THE PROBLEM:
Repeat the data exactly, every last line of it.

++++ EXERCISE DATA ++++

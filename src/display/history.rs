//! History display formatting
//!
//! Renders date sections produced by [`crate::services::group_by_date`].
//! Rendering only lays out what it is given; grouping and ordering are
//! decided before this point.

use crate::services::HistoryGroup;

const RULE_WIDTH: usize = 36;

/// Format one transaction line inside a section
fn format_item_row(id: &str, amount: &str) -> String {
    format!("  {:<14} {:>19}\n", id, amount)
}

/// Format a titled history list
///
/// `None` (an empty list) renders nothing at all. `limit` caps the number of
/// date sections shown; a note reports how many were left out.
pub fn format_history(
    title: &str,
    groups: Option<&[HistoryGroup<'_>]>,
    limit: Option<usize>,
) -> String {
    let Some(groups) = groups else {
        return String::new();
    };

    let shown = limit.unwrap_or(groups.len()).min(groups.len());

    let mut output = String::new();
    output.push_str(title);
    output.push('\n');
    output.push_str(&"=".repeat(RULE_WIDTH));
    output.push('\n');

    for (index, group) in groups.iter().take(shown).enumerate() {
        if index > 0 {
            output.push('\n');
        }
        output.push_str(&format!(
            "{:<16} {:>19}\n",
            group.label,
            group.total().display()
        ));
        for txn in &group.items {
            output.push_str(&format_item_row(&txn.id().short(), &txn.amount().display()));
        }
    }

    let hidden = groups.len() - shown;
    if hidden > 0 {
        output.push_str(&format!("\n... {} older day(s) not shown\n", hidden));
    }

    output
}

#[cfg(test)]
mod tests {
    use super::*;
    use crate::models::Money;
    use crate::services::{group_by_date, LedgerStore};

    #[test]
    fn test_empty_history_renders_nothing() {
        assert_eq!(format_history("Expenses", None, None), "");
    }

    #[test]
    fn test_sections_in_order() {
        let mut store = LedgerStore::new();
        store.add_expense(Money::from_yen(2000), "2025-01-14").unwrap();
        store.add_expense(Money::from_yen(800), "2025-01-15").unwrap();
        store.add_expense(Money::from_yen(1500), "2025-01-15").unwrap();

        let groups = group_by_date(store.expenses());
        let output = format_history("Expenses", groups.as_deref(), None);

        assert!(output.starts_with("Expenses\n"));
        let newer = output.find("2025/01/15(水)").unwrap();
        let older = output.find("2025/01/14(火)").unwrap();
        assert!(newer < older);
        assert!(output.contains("¥2,300"));
        let first_item = output.find("¥1,500").unwrap();
        let second_item = output.find("¥800").unwrap();
        assert!(first_item < second_item);
    }

    #[test]
    fn test_limit_hides_older_sections() {
        let mut store = LedgerStore::new();
        store.add_income(Money::from_yen(1), "2025-01-01").unwrap();
        store.add_income(Money::from_yen(2), "2025-01-02").unwrap();
        store.add_income(Money::from_yen(3), "2025-01-03").unwrap();

        let groups = group_by_date(store.incomes());
        let output = format_history("Incomes", groups.as_deref(), Some(1));

        assert!(output.contains("2025/01/03"));
        assert!(!output.contains("2025/01/01"));
        assert!(output.contains("2 older day(s) not shown"));
    }
}
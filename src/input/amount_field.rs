//! Amount entry field state
//!
//! Pairs the number behind an amount input with the text the field shows.
//! Only the number is stored; the text is derived from it on every read, so
//! the two can't drift apart.

use std::fmt;

use tracing::warn;

use crate::format::money::{input_or_invalid, parse};
use crate::models::Money;

type ChangeCallback = Box<dyn FnMut(Money)>;

/// State behind an amount text field
pub struct AmountFieldState {
    amount: Money,
    on_change: Option<ChangeCallback>,
}

impl AmountFieldState {
    /// Create a field holding `initial`
    pub fn new(initial: Money) -> Self {
        Self {
            amount: initial,
            on_change: None,
        }
    }

    /// Register a callback that receives every parsed value from [`Self::handle_change`]
    pub fn with_on_change(mut self, callback: impl FnMut(Money) + 'static) -> Self {
        self.on_change = Some(Box::new(callback));
        self
    }

    /// Replace the stored amount
    pub fn set_amount(&mut self, amount: Money) {
        self.amount = amount;
    }

    /// Handle raw text typed into the field
    ///
    /// The text is sanitized by [`parse`], stored, and forwarded to the change
    /// callback. Returns the parsed amount.
    pub fn handle_change(&mut self, raw: &str) -> Money {
        let amount = parse(raw);
        if !amount.is_safe() {
            warn!(input = raw, "amount field received a value beyond the safe range");
        }

        self.set_amount(amount);
        if let Some(callback) = self.on_change.as_mut() {
            callback(amount);
        }
        amount
    }

    /// The stored amount
    pub fn amount(&self) -> Money {
        self.amount
    }

    /// Text the field shows: `""` for zero and negatives, the invalid-value
    /// label when the amount can't be formatted
    pub fn text(&self) -> String {
        input_or_invalid(self.amount.as_f64())
    }

    /// Whether the stored amount is too large to format
    pub fn is_out_of_range(&self) -> bool {
        !self.amount.is_safe()
    }

    /// Reset to zero without notifying the callback
    pub fn clear(&mut self) {
        self.set_amount(Money::zero());
    }
}

impl Default for AmountFieldState {
    fn default() -> Self {
        Self::new(Money::zero())
    }
}

impl fmt::Debug for AmountFieldState {
    fn fmt(&self, f: &mut fmt::Formatter<'_>) -> fmt::Result {
        f.debug_struct("AmountFieldState")
            .field("amount", &self.amount)
            .field("text", &self.text())
            .field("has_on_change", &self.on_change.is_some())
            .finish()
    }
}

#[cfg(test)]
mod tests {
    use super::*;
    use crate::format::INVALID_AMOUNT_LABEL;
    use std::cell::RefCell;
    use std::rc::Rc;

    #[test]
    fn test_initial_state() {
        let field = AmountFieldState::new(Money::from_yen(1500));
        assert_eq!(field.amount().yen(), 1500);
        assert_eq!(field.text(), "¥1,500");

        let empty = AmountFieldState::default();
        assert_eq!(empty.text(), "");
    }

    #[test]
    fn test_set_amount_updates_text() {
        let mut field = AmountFieldState::default();

        field.set_amount(Money::from_yen(15000));
        assert_eq!(field.text(), "¥15,000");

        field.set_amount(Money::zero());
        assert_eq!(field.text(), "");

        field.set_amount(Money::from_yen(-300));
        assert_eq!(field.text(), "");
    }

    #[test]
    fn test_handle_change_parses_and_formats() {
        let mut field = AmountFieldState::default();

        assert_eq!(field.handle_change("¥1,2345").yen(), 12345);
        assert_eq!(field.amount().yen(), 12345);
        assert_eq!(field.text(), "¥12,345");

        field.handle_change("abc");
        assert_eq!(field.amount().yen(), 0);
        assert_eq!(field.text(), "");
    }

    #[test]
    fn test_handle_change_notifies_callback() {
        let seen = Rc::new(RefCell::new(Vec::new()));
        let sink = Rc::clone(&seen);
        let mut field = AmountFieldState::default()
            .with_on_change(move |amount| sink.borrow_mut().push(amount.yen()));

        field.handle_change("12");
        field.handle_change("¥1,200");
        field.set_amount(Money::from_yen(99));

        assert_eq!(*seen.borrow(), vec![12, 1200]);
    }

    #[test]
    fn test_out_of_range_shows_invalid_label() {
        let mut field = AmountFieldState::default();
        field.handle_change("99999999999999999");

        assert!(field.is_out_of_range());
        assert_eq!(field.text(), INVALID_AMOUNT_LABEL);

        field.clear();
        assert!(!field.is_out_of_range());
        assert_eq!(field.text(), "");
    }
}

++++

SOLUTION FOR THIS TASK:
filename src/display/history.rs
//! History display formatting
//!
//! Renders date sections produced by [`crate::services::group_by_date`].
//! Rendering only lays out what it is given; grouping and ordering are
//! decided before this point.

use crate::services::HistoryGroup;

const RULE_WIDTH: usize = 36;

/// Format one transaction line inside a section
fn format_item_row(id: &str, amount: &str) -> String {
    format!("  {:<14} {:>19}\n", id, amount)
}

/// Format a titled history list
///
/// `None` (an empty list) renders nothing at all. `limit` caps the number of
/// date sections shown; a note reports how many were left out.
pub fn format_history(
    title: &str,
    groups: Option<&[HistoryGroup<'_>]>,
    limit: Option<usize>,
) -> String {
    let Some(groups) = groups else {
        return String::new();
    };

    let shown = limit.unwrap_or(groups.len()).min(groups.len());

    let mut output = String::new();
    output.push_str(title);
    output.push('\n');
    output.push_str(&"=".repeat(RULE_WIDTH));
    output.push('\n');

    for (index, group) in groups.iter().take(shown).enumerate() {
        if index > 0 {
            output.push('\n');
        }
        output.push_str(&format!(
            "{:<16} {:>19}\n",
            group.label,
            group.total().display()
        ));
        for txn in &group.items {
            output.push_str(&format_item_row(&txn.id().short(), &txn.amount().display()));
        }
    }

    let hidden = groups.len() - shown;
    if hidden > 0 {
        output.push_str(&format!("\n... {} older day(s) not shown\n", hidden));
    }

    output
}

#[cfg(test)]
mod tests {
    use super::*;
    use crate::models::Money;
    use crate::services::{group_by_date, LedgerStore};

    #[test]
    fn test_empty_history_renders_nothing() {
        assert_eq!(format_history("Expenses", None, None), "");
    }

    #[test]
    fn test_sections_in_order() {
        let mut store = LedgerStore::new();
        store.add_expense(Money::from_yen(2000), "2025-01-14").unwrap();
        store.add_expense(Money::from_yen(800), "2025-01-15").unwrap();
        store.add_expense(Money::from_yen(1500), "2025-01-15").unwrap();

        let groups = group_by_date(store.expenses());
        let output = format_history("Expenses", groups.as_deref(), None);

        assert!(output.starts_with("Expenses\n"));
        let newer = output.find("2025/01/15(水)").unwrap();
        let older = output.find("2025/01/14(火)").unwrap();
        assert!(newer < older);
        assert!(output.contains("¥2,300"));
        let first_item = output.find("¥1,500").unwrap();
        let second_item = output.find("¥800").unwrap();
        assert!(first_item < second_item);
    }

    #[test]
    fn test_limit_hides_older_sections() {
        let mut store = LedgerStore::new();
        store.add_income(Money::from_yen(1), "2025-01-01").unwrap();
        store.add_income(Money::from_yen(2), "2025-01-02").unwrap();
        store.add_income(Money::from_yen(3), "2025-01-03").unwrap();

        let groups = group_by_date(store.incomes());
        let output = format_history("Incomes", groups.as_deref(), Some(1));

        assert!(output.contains("2025/01/03"));
        assert!(!output.contains("2025/01/01"));
        assert!(output.contains("2 older day(s) not shown"));
    }
}
filename src/input/amount_field.rs
//! Amount entry field state
//!
//! Pairs the number behind an amount input with the text the field shows.
//! Only the number is stored; the text is derived from it on every read, so
//! the two can't drift apart.

use std::fmt;

use tracing::warn;

use crate::format::money::{input_or_invalid, parse};
use crate::models::Money;

type ChangeCallback = Box<dyn FnMut(Money)>;

/// State behind an amount text field
pub struct AmountFieldState {
    amount: Money,
    on_change: Option<ChangeCallback>,
}

impl AmountFieldState {
    /// Create a field holding `initial`
    pub fn new(initial: Money) -> Self {
        Self {
            amount: initial,
            on_change: None,
        }
    }

    /// Register a callback that receives every parsed value from [`Self::handle_change`]
    pub fn with_on_change(mut self, callback: impl FnMut(Money) + 'static) -> Self {
        self.on_change = Some(Box::new(callback));
        self
    }

    /// Replace the stored amount
    pub fn set_amount(&mut self, amount: Money) {
        self.amount = amount;
    }

    /// Handle raw text typed into the field
    ///
    /// The text is sanitized by [`parse`], stored, and forwarded to the change
    /// callback. Returns the parsed amount.
    pub fn handle_change(&mut self, raw: &str) -> Money {
        let amount = parse(raw);
        if !amount.is_safe() {
            warn!(input = raw, "amount field received a value beyond the safe range");
        }

        self.set_amount(amount);
        if let Some(callback) = self.on_change.as_mut() {
            callback(amount);
        }
        amount
    }

    /// The stored amount
    pub fn amount(&self) -> Money {
        self.amount
    }

    /// Text the field shows: `""` for zero and negatives, the invalid-value
    /// label when the amount can't be formatted
    pub fn text(&self) -> String {
        input_or_invalid(self.amount.as_f64())
    }

    /// Whether the stored amount is too large to format
    pub fn is_out_of_range(&self) -> bool {
        !self.amount.is_safe()
    }

    /// Reset to zero without notifying the callback
    pub fn clear(&mut self) {
        self.set_amount(Money::zero());
    }
}

impl Default for AmountFieldState {
    fn default() -> Self {
        Self::new(Money::zero())
    }
}

impl fmt::Debug for AmountFieldState {
    fn fmt(&self, f: &mut fmt::Formatter<'_>) -> fmt::Result {
        f.debug_struct("AmountFieldState")
            .field("amount", &self.amount)
            .field("text", &self.text())
            .field("has_on_change", &self.on_change.is_some())
            .finish()
    }
}

#[cfg(test)]
mod tests {
    use super::*;
    use crate::format::INVALID_AMOUNT_LABEL;
    use std::cell::RefCell;
    use std::rc::Rc;

    #[test]
    fn test_initial_state() {
        let field = AmountFieldState::new(Money::from_yen(1500));
        assert_eq!(field.amount().yen(), 1500);
        assert_eq!(field.text(), "¥1,500");

        let empty = AmountFieldState::default();
        assert_eq!(empty.text(), "");
    }

    #[test]
    fn test_set_amount_updates_text() {
        let mut field = AmountFieldState::default();

        field.set_amount(Money::from_yen(15000));
        assert_eq!(field.text(), "¥15,000");

        field.set_amount(Money::zero());
        assert_eq!(field.text(), "");

        field.set_amount(Money::from_yen(-300));
        assert_eq!(field.text(), "");
    }

    #[test]
    fn test_handle_change_parses_and_formats() {
        let mut field = AmountFieldState::default();

        assert_eq!(field.handle_change("¥1,2345").yen(), 12345);
        assert_eq!(field.amount().yen(), 12345);
        assert_eq!(field.text(), "¥12,345");

        field.handle_change("abc");
        assert_eq!(field.amount().yen(), 0);
        assert_eq!(field.text(), "");
    }

    #[test]
    fn test_handle_change_notifies_callback() {
        let seen = Rc::new(RefCell::new(Vec::new()));
        let sink = Rc::clone(&seen);
        let mut field = AmountFieldState::default()
            .with_on_change(move |amount| sink.borrow_mut().push(amount.yen()));

        field.handle_change("12");
        field.handle_change("¥1,200");
        field.set_amount(Money::from_yen(99));

        assert_eq!(*seen.borrow(), vec![12, 1200]);
    }

    #[test]
    fn test_out_of_range_shows_invalid_label() {
        let mut field = AmountFieldState::default();
        field.handle_change("99999999999999999");

        assert!(field.is_out_of_range());
        assert_eq!(field.text(), INVALID_AMOUNT_LABEL);

        field.clear();
        assert!(!field.is_out_of_range());
        assert_eq!(field.text(), "");
    }
}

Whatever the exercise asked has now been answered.